Versuchsbesuche

3.1.2012, 09:00 Uhr
Versuchsbesuche

© Scherer

Statt einen Tag lang die Welt zu regieren, würde ich gerne mal einen Tag lang Besuche arrangieren. Ich säße in einem kleinen Büro, irgendwo in der Verwaltung, sagen wir, von Neustadt/Aisch oder auf der Gemeinde Obermichelbach, wo niemand auf die Idee kommt, dass ich allmächtig sein könnte. Ich hätte einen Computer vor mir und auf dem Bildschirm wären alle Wesen dieser Welt kleine leuchtende Punkte mit Namen darüber. Und wenn ich auf die Taste tippte, käme einer auf die Idee, einen anderen zu besuchen. Das wäre dann so:

Der Ministerpräsident ist in einem unbeobachteten Augenblick von der Rednertribüne vor der Lorenzkirche verschwunden. Seine Leibwächter fluchen und rennen aufgeregt hin und her, während der Ministerpräsident an der Tür einer Hausmeisterswohnung in Gostenhof klingelt. „Hallo“, sagt er, als der Hausmeister im Unterhemd öffnet, „ich war gerade in der Gegend, und da hab ich gedacht, ich schau mal rein.“ Dann sitzt er auf einem niedrigen, braun-beige karierten Sofa, trinkt schwachen Kaffee und hört etwas verlegen dem Hausmeister zu, der ihm aufgeregt erzählt, dass die Türken immer den Biomüll in die Papiertonne tun und dass es ein Gesetz geben müsste und ob er, der Hausmeister, nicht schnell seinen Cousin Alfred anrufen und rüberbitten könnte, weil er, der Ministerpräsident, hier auf seinem Sofa säße. Und dann würde ich den Ministerpräsidenten so lange in der Hausmeisterswohnung lassen, bis ihn seine Leibwächter gefunden haben. Das würde wahrscheinlich ein bisschen dauern.

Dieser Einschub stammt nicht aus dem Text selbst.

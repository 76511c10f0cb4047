//! Encounter storage.
//!
//! The engine never persists anything itself. The service loads combat state
//! through this trait, mutates it, and writes it back.

use std::collections::HashMap;
use std::fmt::Display;
use std::fs::{self, File};
use std::io::{self, BufWriter, Write};
use std::path::{Path, PathBuf};

use encounter_common::{SessionId, StoreError};
use parking_lot::RwLock;
use tracing::debug;

use crate::turn::CombatState;

/// Backing store for combat state, keyed by session.
pub trait EncounterStore: Send + Sync {
    /// Load a session. `Ok(None)` if it does not exist.
    fn load(&self, session: SessionId) -> Result<Option<CombatState>, StoreError>;

    /// Insert or overwrite a session.
    fn save(&self, session: SessionId, state: &CombatState) -> Result<(), StoreError>;

    /// Delete a session. Returns whether it existed.
    fn remove(&self, session: SessionId) -> Result<bool, StoreError>;
}

/// In-process store.
#[derive(Debug, Default)]
pub struct MemoryStore {
    sessions: RwLock<HashMap<SessionId, CombatState>>,
}

impl MemoryStore {
    /// Create an empty store.
    #[must_use]
    pub fn new() -> Self {
        Self::default()
    }

    /// Number of stored sessions.
    #[must_use]
    pub fn len(&self) -> usize {
        self.sessions.read().len()
    }

    /// Whether the store is empty.
    #[must_use]
    pub fn is_empty(&self) -> bool {
        self.sessions.read().is_empty()
    }
}

impl EncounterStore for MemoryStore {
    fn load(&self, session: SessionId) -> Result<Option<CombatState>, StoreError> {
        Ok(self.sessions.read().get(&session).cloned())
    }

    fn save(&self, session: SessionId, state: &CombatState) -> Result<(), StoreError> {
        self.sessions.write().insert(session, state.clone());
        Ok(())
    }

    fn remove(&self, session: SessionId) -> Result<bool, StoreError> {
        Ok(self.sessions.write().remove(&session).is_some())
    }
}

// ============================================================================
// File Store
// ============================================================================

/// Store keeping one JSON file per session in a directory.
///
/// Writes go to a temp file that is then renamed over the session file.
#[derive(Debug, Clone)]
pub struct FileStore {
    dir: PathBuf,
}

impl FileStore {
    /// Store sessions under `dir`. The directory is created on first save.
    #[must_use]
    pub fn new(dir: impl Into<PathBuf>) -> Self {
        Self { dir: dir.into() }
    }

    /// Directory holding the session files.
    #[must_use]
    pub fn dir(&self) -> &Path {
        &self.dir
    }

    fn session_path(&self, session: SessionId) -> PathBuf {
        self.dir.join(format!("{session}.json"))
    }

    fn temp_path(&self, session: SessionId) -> PathBuf {
        self.dir.join(format!("{session}.json.tmp"))
    }
}

fn save_failed(session: SessionId, reason: impl Display) -> StoreError {
    StoreError::SaveFailed {
        session,
        reason: reason.to_string(),
    }
}

impl EncounterStore for FileStore {
    fn load(&self, session: SessionId) -> Result<Option<CombatState>, StoreError> {
        let path = self.session_path(session);
        let contents = match fs::read_to_string(&path) {
            Ok(contents) => contents,
            Err(e) if e.kind() == io::ErrorKind::NotFound => return Ok(None),
            Err(e) => {
                return Err(StoreError::LoadFailed {
                    session,
                    reason: e.to_string(),
                })
            },
        };

        serde_json::from_str(&contents)
            .map(Some)
            .map_err(|e| StoreError::InvalidData(format!("{}: {e}", path.display())))
    }

    fn save(&self, session: SessionId, state: &CombatState) -> Result<(), StoreError> {
        fs::create_dir_all(&self.dir).map_err(|e| save_failed(session, e))?;

        let temp_path = self.temp_path(session);
        {
            let file = File::create(&temp_path).map_err(|e| save_failed(session, e))?;
            let mut writer = BufWriter::new(file);
            serde_json::to_writer_pretty(&mut writer, state)
                .map_err(|e| save_failed(session, e))?;
            writer.flush().map_err(|e| save_failed(session, e))?;
        }

        fs::rename(&temp_path, self.session_path(session)).map_err(|e| {
            let _ = fs::remove_file(&temp_path);
            save_failed(session, e)
        })?;

        debug!(%session, "Saved session file");
        Ok(())
    }

    fn remove(&self, session: SessionId) -> Result<bool, StoreError> {
        match fs::remove_file(self.session_path(session)) {
            Ok(()) => Ok(true),
            Err(e) if e.kind() == io::ErrorKind::NotFound => Ok(false),
            Err(e) => Err(save_failed(session, e)),
        }
    }
}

Oder ich würde die Frau des Tagesschausprechers gegen acht Uhr abends auf die Idee bringen, nach ihrem Mann zu sehen. Nicht vor dem Bildschirm zu Hause. Sondern richtig. Er sagt eben mit ganz professioneller Stimme: „Guten Abend, meine Damen und Herren, hier ist das Erste Deutsche Fernsehen mit der Tagesschau“, als sie hinter ihm erscheint, das Bild vom Irakkrieg verdeckt und ihm über die Schulter hinweg ein Päckchen auf den Schreibtisch legt. Mitten auf die Papiere. „Du hast wieder dein Brot vergessen, Walter“, sagt sie, auf ihre Weise genauso professionell. Dann gibt sie ihm einen flüchtigen Kuss auf die Wange und rückt mit gewohnter Geste seine perfekt sitzende Krawatte ein bisschen schief. Winkt kurz in die Kamera und geht. Das würde ich machen, wenn ich auf der Gemeinde Obermichelbach vor meinem Computer säße. Ich würde nämlich gerne einmal acht oder neun Millionen Menschen zur gleichen Zeit lachen hören.

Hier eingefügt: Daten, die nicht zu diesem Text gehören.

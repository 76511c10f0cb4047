//! ID types for sessions and participants.

use serde::{Deserialize, Serialize};
use std::fmt;
use uuid::Uuid;

/// Unique identifier for an encounter session.
#[derive(Debug, Clone, Copy, PartialEq, Eq, Hash, PartialOrd, Ord, Serialize, Deserialize)]
#[serde(transparent)]
pub struct SessionId(Uuid);

impl SessionId {
    /// Creates a new random session ID.
    #[must_use]
    pub fn new() -> Self {
        Self(Uuid::new_v4())
    }

    /// Wraps an existing UUID (for deserialization or lookups).
    #[must_use]
    pub const fn from_uuid(value: Uuid) -> Self {
        Self(value)
    }

    /// Returns the underlying UUID.
    #[must_use]
    pub const fn as_uuid(&self) -> &Uuid {
        &self.0
    }
}

impl Default for SessionId {
    fn default() -> Self {
        Self::new()
    }
}

impl fmt::Display for SessionId {
    fn fmt(&self, f: &mut fmt::Formatter<'_>) -> fmt::Result {
        write!(f, "{}", self.0)
    }
}

/// Unique identifier for a participant in an encounter.
#[derive(Debug, Clone, Copy, PartialEq, Eq, Hash, Serialize, Deserialize)]
#[serde(transparent)]
pub struct ParticipantId(Uuid);

impl ParticipantId {
    /// Creates a new random participant ID.
    #[must_use]
    pub fn new() -> Self {
        Self(Uuid::new_v4())
    }

    /// Wraps an existing UUID.
    #[must_use]
    pub const fn from_uuid(value: Uuid) -> Self {
        Self(value)
    }

    /// Returns the underlying UUID.
    #[must_use]
    pub const fn as_uuid(&self) -> &Uuid {
        &self.0
    }
}

impl Default for ParticipantId {
    fn default() -> Self {
        Self::new()
    }
}

impl fmt::Display for ParticipantId {
    fn fmt(&self, f: &mut fmt::Formatter<'_>) -> fmt::Result {
        write!(f, "{}", self.0)
    }
}

#[cfg(test)]
mod tests {
    use super::*;

    #[test]
    fn test_session_id_serializes_as_plain_uuid() {
        let raw = Uuid::new_v4();
        let id = SessionId::from_uuid(raw);
        let json = serde_json::to_string(&id).expect("serialize");
        assert_eq!(json, format!("\"{raw}\""));

        let back: SessionId = serde_json::from_str(&json).expect("deserialize");
        assert_eq!(back, id);
    }

    #[test]
    fn test_participant_id_display_matches_uuid() {
        let raw = Uuid::new_v4();
        assert_eq!(ParticipantId::from_uuid(raw).to_string(), raw.to_string());
    }
}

Vielleicht würde ich schwach werden. Wahrscheinlich sogar. Es ist schwer, göttliche Macht zu haben und dabei moralisch einwandfrei und politisch korrekt zu bleiben. Ich würde Rache nehmen. Das sähe dann so aus:

Vor dem Nachbarhaus hält mitten in der Nacht ein großer amerikanischer Laster, aus dem 20 bis 30 Leute Marshallverstärker und Lautsprechertürme von der Größe eines Kleinwagens in den Hof bringen und unter dem Fenster des Nachbarjungen aufbauen, der selbst im Winter bei offenem Fenster Techno hört, wodurch jeden Nachmittag das Baby aufwacht. Eine Hardrockband würde dann in voller Besetzung in den Hof schlendern und in breitem Amerikanisch sagen, dass sie auf die Idee gekommen sind, dem lieben Kleinen mal ein Ständchen zu bringen. Dann blasen die ersten Takte von „Highway to Hell“ den Jungen aus dem Bett. Und außerdem zerschlägt Alice Cooper das Mobiliar und wirft die Stereoanlage aus dem Fenster aufs Kopfsteinpflaster.

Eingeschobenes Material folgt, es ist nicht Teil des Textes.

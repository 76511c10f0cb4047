//! Scripted demo encounter.
//!
//! Builds an encounter from the configuration, runs it through the encounter
//! service on a tokio interval, and logs what a tracker display would show.

use std::time::Duration;

use anyhow::{Context, Result};
use encounter_combat::{
    CombatState, EncounterEvent, EncounterService, EncounterStore, EventBus, FileStore,
    LocalTimestamps, MemoryStore, TimerBand,
};
use encounter_common::{millis_between, ParticipantId, SessionId};
use tracing::{debug, info, warn};

use crate::config::TrackerConfig;
use crate::ticker::{Clock, ScaledClock, SystemClock, TimerTicker};

/// Simulated length of a turn when no round timer is configured.
const SIMULATED_TURN_MS: u64 = 6_000;

/// Build the initial combat state from the configuration.
pub fn build_encounter(config: &TrackerConfig) -> CombatState {
    let mut state = CombatState::new().with_timer_reset(config.timer_reset);
    state.round_time_limit = config.round_time_limit_ms;
    for participant in &config.demo.participants {
        state.add_participant(participant.to_participant());
    }
    state
}

/// Run the demo encounter to completion.
pub async fn run(config: TrackerConfig) -> Result<()> {
    match config.session_dir.clone() {
        Some(dir) => {
            info!("Storing sessions in {}", dir.display());
            run_with_store(config, FileStore::new(dir)).await
        },
        None => run_with_store(config, MemoryStore::new()).await,
    }
}

async fn run_with_store<S: EncounterStore>(config: TrackerConfig, store: S) -> Result<()> {
    let clock: Box<dyn Clock> = if config.demo.speedup > 1 {
        Box::new(ScaledClock::new(config.demo.speedup))
    } else {
        Box::new(SystemClock)
    };
    let service = EncounterService::new(store)
        .with_event_bus(EventBus::new(config.event_capacity))
        .with_thresholds(config.thresholds());

    let session = service
        .create_session(&build_encounter(&config))
        .context("failed to create encounter session")?;
    let started = service
        .start(session, clock.now())
        .context("failed to start combat")?;

    // This process issues every start and turn change, so it mirrors the
    // resulting timestamps locally instead of waiting on the store.
    let mut ticker = TimerTicker::new(config.pause_authority, config.thresholds());
    ticker.set_local(local_timestamps(&started));
    let mut turn_started = started.started_at.unwrap_or_else(|| clock.now());
    let mut interval = tokio::time::interval(Duration::from_millis(config.tick_interval_ms));

    loop {
        interval.tick().await;
        let now = clock.now();
        let state = service.get(session)?;

        if state.round > config.demo.rounds {
            let ended = service.end(session)?;
            log_events(&service, session);
            let dump = serde_json::to_string(&ended)?;
            debug!(state = %dump, "Final encounter state");
            break;
        }

        let outcome = ticker.tick(&state, now);
        debug!(
            round = outcome.snapshot.round,
            elapsed = %outcome.snapshot.duration_label,
            remaining = %outcome.snapshot.remaining_label,
            band = outcome.snapshot.band.label(),
            "Tick"
        );

        if let Some(transition) = outcome.transition {
            service.events().publish(EncounterEvent::TimerBandChanged {
                session,
                from: transition.from,
                to: transition.to,
            });
        }

        let timed_turns = state.has_round_timer() && config.auto_advance_on_expiry;
        if timed_turns && outcome.just_expired() {
            match service.next_turn(session, now) {
                Ok(updated) => {
                    ticker.set_local(local_timestamps(&updated));
                    turn_started = now;
                },
                Err(e) => warn!("Could not advance turn (status {}): {e}", e.status_code()),
            }
        } else if !timed_turns && millis_between(turn_started, now) >= SIMULATED_TURN_MS {
            // Hand over the turn on a fixed simulated cadence.
            let updated = service.next_turn(session, now)?;
            ticker.set_local(local_timestamps(&updated));
            turn_started = now;
        }

        log_events(&service, session);
    }

    info!(ticks = ticker.ticks(), "Demo encounter finished");
    ticker.reset();
    Ok(())
}

fn local_timestamps(state: &CombatState) -> LocalTimestamps {
    LocalTimestamps {
        started_at: state.started_at,
        paused_at: state.paused_at,
    }
}

fn log_events<S: EncounterStore>(service: &EncounterService<S>, session: SessionId) {
    let state = service.get(session).ok();
    let name_of = |id: ParticipantId| {
        state
            .as_ref()
            .and_then(|s| s.participant(id))
            .map_or_else(|| "-".to_string(), |p| p.name.clone())
    };

    for event in service.events().drain() {
        match event {
            EncounterEvent::CombatStarted { participant, .. } => {
                let first = participant.map_or_else(|| "-".to_string(), name_of);
                info!("Combat started, {first} acts first");
            },
            EncounterEvent::RoundStarted { round, .. } => info!("Round {round} begins"),
            EncounterEvent::TurnAdvanced { participant, round, .. } => {
                let name = participant.map_or_else(|| "-".to_string(), name_of);
                info!(round, "{name}'s turn");
            },
            EncounterEvent::TimerBandChanged { to, .. } if to >= TimerBand::Warning => {
                info!("Round timer {}", to.label());
            },
            EncounterEvent::CombatEnded { rounds, .. } => info!(rounds, "Combat ended"),
            other => debug!(?other, "Event"),
        }
    }
}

Und es würde auch so aussehen: Alle Hunde dieser Stadt kommen zur gleichen Zeit auf die Idee, den Mann zu besuchen, der seinen Hund offensichtlich so konditioniert hat, genau immer vor meiner Haustür... also diese Hunde wuseln dann alle im Treppenhaus vor der Wohnung meines Feindes, winseln um Einlass, stehen in Rudeln bis auf die Straße hinunter, ja bis an die Ecke und alle, alle wollen zu ihm. Und in dem Augenblick, in dem mein Feind morgens ahnungslos die Wohnungstür öffnet, um wie immer ungewaschen und in abgelatschten Pantoffeln mit seinem Hund das erste Bier kaufen zu gehen, in diesem Augenblick brechen die glücklichen Hunde vor der Tür über ihn hinein wie eine Welle, vom Treppenhaus und der Straße drängt es nach, die Wohnung wird immer voller, überall sind Hunde, auf dem Sofa, in den Betten und den Schränken, im Bad und in der Küche und die kleine, auf mein Haustor abgerichtete Töle geht für immer unter. Das wäre schön.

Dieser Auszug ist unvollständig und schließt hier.